Move sk waiting functions to sk_utils.py

Triggered by one of these is being used now outside test_wal_acceptor.py
Make test_pageserver_catchup_while_compute_down exercise fastpath.
2026-03-14 22:00:38 +00:00 · 2023-08-31 07:58:42 +03:00 · 2023-08-30 14:14:11 +03:00
3 changed files with 93 additions and 46 deletions
--- a/test_runner/fixtures/sk_utils.py
+++ b/test_runner/fixtures/sk_utils.py
@@ -0,0 +1,63 @@
 # safekeeper utils
 import os
 import time
 from fixtures.log_helper import log
 from fixtures.neon_fixtures import Safekeeper, get_dir_size
 from fixtures.types import Lsn, TenantId, TimelineId
 # my grammar guard startles at the name, but let's consider it is a shortening from "is it true that ...."
 def is_segs_not_exist(segs, http_cli, tenant_id, timeline_id):
    segs_existense = [f"{f}: {os.path.exists(f)}" for f in segs]
    log.info(
        f"waiting for segments removal, sk info: {http_cli.timeline_status(tenant_id=tenant_id, timeline_id=timeline_id)}, segments_existence: {segs_existense}"
    )
    return all(not os.path.exists(p) for p in segs)
 def is_flush_lsn_caught_up(sk: Safekeeper, tenant_id: TenantId, timeline_id: TimelineId, lsn: Lsn):
    http_cli = sk.http_client()
    tli_status = http_cli.timeline_status(tenant_id, timeline_id)
    log.info(f"sk status is {tli_status}")
    return tli_status.flush_lsn >= lsn
 def is_commit_lsn_equals_flush_lsn(sk: Safekeeper, tenant_id: TenantId, timeline_id: TimelineId):
    http_cli = sk.http_client()
    tli_status = http_cli.timeline_status(tenant_id, timeline_id)
    log.info(f"sk status is {tli_status}")

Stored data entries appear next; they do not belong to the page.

//! The Hierarchy Store.
//!
//! One [`Logframe`] holds everything a single applicant is editing: the
//! Goal/Outcome/Output/KPI tree, the workplan, the budget and the
//! Identification record. The web layer keeps one instance per session and
//! passes it by reference into each handler.
//!
//! Every mutating operation validates first and only then touches state, so
//! a `PortalError::Validation` always means nothing changed.

use chrono::NaiveDate;
use log::{debug, info};
use serde::{Deserialize, Serialize};

use crate::error::{PortalError, Result};
use crate::format::strip_label_prefix;
use crate::ids::generate_id;
use crate::model::{
    Activity, ActivityStatus, BudgetLine, Goal, Kpi, NodeKind, NodeRef, Outcome, Output,
    ProjectInfo,
};

#[derive(Clone, Debug, Default, PartialEq, Serialize, Deserialize)]
pub struct Logframe {
    pub goals: Vec<Goal>,
    pub outcomes: Vec<Outcome>,
    pub outputs: Vec<Output>,
    pub kpis: Vec<Kpi>,
    pub activities: Vec<Activity>,
    pub budget: Vec<BudgetLine>,
    pub project: ProjectInfo,
}

#[derive(Clone, Debug, Default, PartialEq, Serialize, Deserialize)]
#[serde(default)]
pub struct KpiDraft {
    pub output_id: String,
    pub name: String,
    pub baseline: String,
    pub target: String,
    pub start_date: Option<NaiveDate>,
    pub end_date: Option<NaiveDate>,
    pub linked_payment: bool,
    pub mov: String,
}

#[derive(Clone, Debug, Default, PartialEq, Serialize, Deserialize)]
#[serde(default)]
pub struct ActivityDraft {
    pub output_id: Option<String>,
    pub name: String,
    pub owner: String,
    pub start_date: Option<NaiveDate>,
    pub end_date: Option<NaiveDate>,
    pub status: ActivityStatus,
    pub progress: u8,
    pub kpi_ids: Vec<String>,
    pub milestones: Vec<String>,
    pub dependencies: Vec<String>,
    pub notes: String,
}

#[derive(Clone, Debug, Default, PartialEq, Serialize, Deserialize)]
#[serde(default)]
pub struct BudgetDraft {
    pub output_id: Option<String>,
    pub item: String,
    pub category: String,
    pub unit: String,
    pub quantity: f64,
    pub unit_cost: f64,
    pub currency: String,
}

/// What a cascading delete removed.
#[derive(Clone, Debug, Default, PartialEq, Eq, Serialize, Deserialize)]
pub struct DeleteReport {
    pub goals: usize,
    pub outcomes: usize,
    pub outputs: usize,
    pub kpis: usize,
    pub activities: usize,
    pub budget_lines: usize,
}

impl DeleteReport {
    pub fn total(&self) -> usize {
        self.goals + self.outcomes + self.outputs + self.kpis + self.activities + self.budget_lines
    }
}

/// A reference that points at nothing.
#[derive(Clone, Debug, PartialEq, Eq, Serialize, Deserialize)]
pub struct DanglingRef {
    pub kind: String,
    pub id: String,
    pub missing: String,
}

fn required(field: &str, value: &str, kind: Option<NodeKind>) -> Result<String> {
    let cleaned = match kind {
        Some(kind) => strip_label_prefix(value, kind),
        None => value.trim().to_string(),
    };
    if cleaned.is_empty() {
        return Err(PortalError::validation(field, "is required"));
    }
    Ok(cleaned)
}

fn check_dates(start: Option<NaiveDate>, end: Option<NaiveDate>) -> Result<()> {
    if let (Some(start), Some(end)) = (start, end) {
        if start > end {
            return Err(PortalError::validation(
                "start_date",
                "start date must be on or before end date",
            ));
        }
    }
    Ok(())
}

fn check_amount(field: &str, value: f64) -> Result<()> {
    if !value.is_finite() || value < 0.0 {
        return Err(PortalError::validation(field, "must be a non-negative number"));
    }
    Ok(())
}

fn removed<T>(items: &mut Vec<T>, keep: impl FnMut(&T) -> bool) -> usize {
    let before = items.len();
    items.retain(keep);
    before - items.len()
}
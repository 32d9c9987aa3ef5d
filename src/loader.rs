use std::path::Path;

use crate::error::{PortalError, Result};
use crate::workbook::{CellValue, Sheet, Workbook};

/// Load a single sheet from CSV text.
///
/// Quoted fields may contain commas, doubled quotes and line breaks. Blank
/// lines are skipped.
///
/// # Examples
/// ```
/// use grant_portal::loader::from_csv_str;
///
/// let sheet = from_csv_str("Projects", "title,funder\n\"Water, phase 2\",GLIDE\n");
/// assert_eq!(sheet.rows.len(), 2);
/// assert_eq!(sheet.rows[1][0].as_text(), "Water, phase 2");
/// ```
pub fn from_csv_str(name: &str, content: &str) -> Sheet {
    let rows = parse_csv_records(content)
        .into_iter()
        .filter(|record| !(record.len() == 1 && record[0].trim().is_empty()))
        .map(|record| {
            record
                .into_iter()
                .map(|field| {
                    if field.is_empty() {
                        CellValue::Empty
                    } else {
                        CellValue::Text(field)
                    }
                })
                .collect()
        })
        .collect();

    Sheet {
        name: name.to_string(),
        rows,
        number_format: None,
    }
}

// Split CSV text into records; a row only ends on a line break outside quotes
fn parse_csv_records(content: &str) -> Vec<Vec<String>> {
    let mut records = Vec::new();
    let mut record = Vec::new();
    let mut current_field = String::new();
    let mut in_quotes = false;
    let mut chars = content.chars().peekable();

    while let Some(c) = chars.next() {
        match c {
            '"' => {
                if in_quotes && chars.peek() == Some(&'"') {
                    // Double quote inside quoted field - add a single quote
                    current_field.push('"');
                    chars.next();
                } else {
                    in_quotes = !in_quotes;
                }
            }
            ',' if !in_quotes => {
                record.push(std::mem::take(&mut current_field));
            }
            '\r' if !in_quotes && chars.peek() == Some(&'\n') => {}
            '\n' if !in_quotes => {
                record.push(std::mem::take(&mut current_field));
                records.push(std::mem::take(&mut record));
            }
            _ => {
                current_field.push(c);
            }
        }
    }

    // Last record without a trailing newline
    if !current_field.is_empty() || !record.is_empty() {
        record.push(current_field);
        records.push(record);
    }

    records
}

/// Load every sheet of an XLSX file held in memory.
#[cfg(feature = "xlsx")]
pub fn from_xlsx_bytes(bytes: &[u8]) -> Result<Workbook> {
    use calamine::{Data, Reader, Xlsx};
    use std::io::Cursor;

    let mut workbook: Xlsx<_> = Xlsx::new(Cursor::new(bytes.to_vec()))?;
    let mut book = Workbook::new();

    for sheet_name in workbook.sheet_names() {
        let range = workbook.worksheet_range(&sheet_name)?;
        let rows = range
            .rows()
            .map(|row| {
                row.iter()
                    .map(|cell| match cell {
                        Data::Int(i) => CellValue::Number(*i as f64),
                        Data::Float(f) => CellValue::Number(*f),
                        Data::String(s) => CellValue::Text(s.clone()),
                        Data::Bool(b) => CellValue::Bool(*b),
                        Data::DateTime(dt) => crate::format::from_excel_serial(dt.as_f64())
                            .map(CellValue::DateTime)
                            .unwrap_or(CellValue::Empty),
                        Data::DateTimeIso(s) | Data::DurationIso(s) => CellValue::Text(s.clone()),
                        // Error cells and blanks carry nothing usable
                        _ => CellValue::Empty,
                    })
                    .collect()
            })
            .collect();

        book.add_sheet(Sheet {
            name: sheet_name,
            rows,
            number_format: None,
        });
    }

    Ok(book)
}

#[cfg(not(feature = "xlsx"))]
pub fn from_xlsx_bytes(_bytes: &[u8]) -> Result<Workbook> {
    Err(PortalError::MissingDependency {
        feature: "xlsx",
        package: "calamine",
    })
}

/// Detect file type and load appropriate format.
///
/// A `.csv` file becomes a one-sheet workbook named after the file stem.
///
/// # Examples
/// ```no_run
/// use grant_portal::loader::load_workbook;
///
/// match load_workbook("application.xlsx") {
///     Ok(book) => println!("Loaded sheets: {:?}", book.sheet_names()),
///     Err(e) => eprintln!("Error loading file: {}", e),
/// }
/// ```
pub fn load_workbook(filepath: impl AsRef<Path>) -> Result<Workbook> {
    let path = filepath.as_ref();
    let extension = path
        .extension()
        .and_then(|ext| ext.to_str())
        .map(|ext| ext.to_lowercase());

    match extension.as_deref() {
        Some("csv") => {
            let content = std::fs::read_to_string(path)?;
            let name = path
                .file_stem()
                .and_then(|s| s.to_str())
                .unwrap_or("Sheet1");
            let mut book = Workbook::new();
            book.add_sheet(from_csv_str(name, &content));
            Ok(book)
        }
        Some("xlsx") => {
            let bytes = std::fs::read(path)?;
            from_xlsx_bytes(&bytes)
        }
        Some(ext) => Err(PortalError::validation(
            "file",
            format!("Unsupported file extension: {}", ext),
        )),
        None => Err(PortalError::validation("file", "File has no extension")),
    }
}
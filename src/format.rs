//! Display/parse helpers for labels, dates and money.

use chrono::{Duration, NaiveDate, NaiveDateTime};
use lazy_static::lazy_static;
use regex::Regex;
use serde::{Deserialize, Serialize};

use crate::model::NodeKind;
use crate::workbook::CellValue;

lazy_static! {
    static ref LABEL_PREFIX_REGEX: Regex = Regex::new(
        r"(?is)^\s*(goal|outcome|output|kpi|activity)\s*(?:[0-9]+(?:\.[0-9]+)*\s*[—–:\-]|[—–])\s*(.*)$"
    )
    .unwrap();
}

/// Which of `DD/MM/YYYY` and `MM/DD/YYYY` wins for an ambiguous date.
#[derive(Clone, Copy, Debug, Default, PartialEq, Eq, Serialize, Deserialize)]
#[serde(rename_all = "kebab-case")]
pub enum DateOrder {
    #[default]
    DayFirst,
    MonthFirst,
}

impl DateOrder {
    pub fn from_name(name: &str) -> Option<Self> {
        match name.trim().to_lowercase().replace('_', "-").as_str() {
            "day-first" | "dmy" => Some(DateOrder::DayFirst),
            "month-first" | "mdy" => Some(DateOrder::MonthFirst),
            _ => None,
        }
    }

    fn formats(&self) -> [&'static str; 6] {
        let (first, second) = match self {
            DateOrder::DayFirst => ("%d/%m/%Y", "%m/%d/%Y"),
            DateOrder::MonthFirst => ("%m/%d/%Y", "%d/%m/%Y"),
        };
        ["%Y-%m-%d", first, second, "%Y/%m/%d", "%d/%b/%Y", "%d-%b-%Y"]
    }
}

/// Remove a display label such as `"KPI 1.2 — "` from the start of `text`.
///
/// The number may be missing when the separator is a dash, matching the
/// label of an unnumbered item (`"KPI — "`). Only a label of the given kind is stripped; anything else is returned
/// trimmed but otherwise untouched.
pub fn strip_label_prefix(text: &str, kind: NodeKind) -> String {
    if let Some(caps) = LABEL_PREFIX_REGEX.captures(text) {
        if caps[1].eq_ignore_ascii_case(kind.label()) {
            return caps[2].trim().to_string();
        }
    }
    text.trim().to_string()
}

/// Interpret a cell as a calendar date.
///
/// Text is tried against a fixed list of formats, each with an optional
/// time-of-day suffix; the first success wins. `order` decides whether the
/// day-first or month-first slash format is tried first.
pub fn parse_date_like(value: &CellValue, order: DateOrder) -> Option<NaiveDate> {
    match value {
        CellValue::Date(d) => Some(*d),
        CellValue::DateTime(dt) => Some(dt.date()),
        CellValue::Text(s) => parse_date_str(s, order),
        CellValue::Empty | CellValue::Number(_) | CellValue::Bool(_) => None,
    }
}

pub fn parse_date_str(value: &str, order: DateOrder) -> Option<NaiveDate> {
    let value = value.trim();
    if value.is_empty() {
        return None;
    }
    if matches!(value.to_lowercase().as_str(), "none" | "nan" | "nat") {
        return None;
    }

    for format in order.formats() {
        for time_sep in [" ", "T"] {
            let with_time = format!("{}{}%H:%M:%S", format, time_sep);
            if let Ok(dt) = NaiveDateTime::parse_from_str(value, &with_time) {
                return Some(dt.date());
            }
        }
        if let Ok(d) = NaiveDate::parse_from_str(value, format) {
            return Some(d);
        }
    }
    None
}

/// Convert a spreadsheet serial timestamp (days since 1899-12-30) to a datetime.
pub fn from_excel_serial(serial: f64) -> Option<NaiveDateTime> {
    if !serial.is_finite() || serial < 0.0 {
        return None;
    }
    let epoch = NaiveDate::from_ymd_opt(1899, 12, 30)?.and_hms_opt(0, 0, 0)?;
    let millis = (serial * 86_400_000.0).round() as i64;
    epoch.checked_add_signed(Duration::milliseconds(millis))
}

pub fn fmt_date(date: NaiveDate) -> String {
    date.format("%d/%b/%Y").to_string()
}

/// Render as `DD/Mon/YYYY`, or an empty string when the value is not a date.
pub fn fmt_dd_mmm_yyyy(value: &CellValue, order: DateOrder) -> String {
    parse_date_like(value, order).map(fmt_date).unwrap_or_default()
}

pub fn fmt_opt_date(date: Option<NaiveDate>) -> String {
    date.map(fmt_date).unwrap_or_default()
}

/// Money with `.` thousands and `,` decimals (`1.234.567,89`), independent of locale.
pub fn fmt_money(value: &CellValue) -> String {
    value.as_f64().map(fmt_amount).unwrap_or_default()
}

pub fn fmt_amount(amount: f64) -> String {
    if !amount.is_finite() {
        return String::new();
    }
    let fixed = format!("{:.2}", amount.abs());
    let (int_part, frac_part) = fixed.split_once('.').unwrap_or((fixed.as_str(), "00"));

    let mut grouped = String::with_capacity(int_part.len() + int_part.len() / 3);
    for (i, ch) in int_part.chars().enumerate() {
        if i > 0 && (int_part.len() - i) % 3 == 0 {
            grouped.push('.');
        }
        grouped.push(ch);
    }

    let negative = amount < 0.0 && fixed.chars().any(|c| c.is_ascii_digit() && c != '0');
    format!("{}{},{}", if negative { "-" } else { "" }, grouped, frac_part)
}

/// Parse a yes/no style cell.
pub fn parse_flag(value: &CellValue) -> bool {
    match value {
        CellValue::Bool(b) => *b,
        CellValue::Number(n) => *n != 0.0,
        other => matches!(
            other.as_text().to_lowercase().as_str(),
            "yes" | "y" | "true" | "1" | "x"
        ),
    }
}
use uuid::Uuid;

/// Length of a logframe item identifier.
pub const ID_LEN: usize = 8;

/// Produce a short opaque identifier for a new logframe item.
///
/// The id is the first eight characters of a random v4 UUID. No registry is
/// consulted; within one session a collision is treated as impossible.
pub fn generate_id() -> String {
    let mut id = Uuid::new_v4().to_string();
    id.truncate(ID_LEN);
    id
}

#[cfg(test)]
mod tests {
    use super::*;
    use std::collections::HashSet;

    #[test]
    fn ids_are_short_and_distinct() {
        let ids: HashSet<String> = (0..500).map(|_| generate_id()).collect();
        assert_eq!(ids.len(), 500);
        assert!(ids.iter().all(|id| id.len() == ID_LEN));
        assert!(ids.iter().all(|id| id.chars().all(|c| c.is_ascii_hexdigit())));
    }
}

    return tli_status.flush_lsn == tli_status.commit_lsn
 def is_segment_offloaded(
    sk: Safekeeper, tenant_id: TenantId, timeline_id: TimelineId, seg_end: Lsn
 ):
    http_cli = sk.http_client()
    tli_status = http_cli.timeline_status(tenant_id, timeline_id)
    log.info(f"sk status is {tli_status}")
    return tli_status.backup_lsn >= seg_end
 def is_wal_trimmed(sk: Safekeeper, tenant_id: TenantId, timeline_id: TimelineId, target_size_mb):
    http_cli = sk.http_client()
    tli_status = http_cli.timeline_status(tenant_id, timeline_id)
    sk_wal_size = get_dir_size(os.path.join(sk.data_dir(), str(tenant_id), str(timeline_id)))
    sk_wal_size_mb = sk_wal_size / 1024 / 1024
    log.info(f"Safekeeper id={sk.id} wal_size={sk_wal_size_mb:.2f}MB status={tli_status}")
    return sk_wal_size_mb <= target_size_mb
 # Wait for something, defined as f() returning True, raising error if this
 # doesn't happen without timeout seconds.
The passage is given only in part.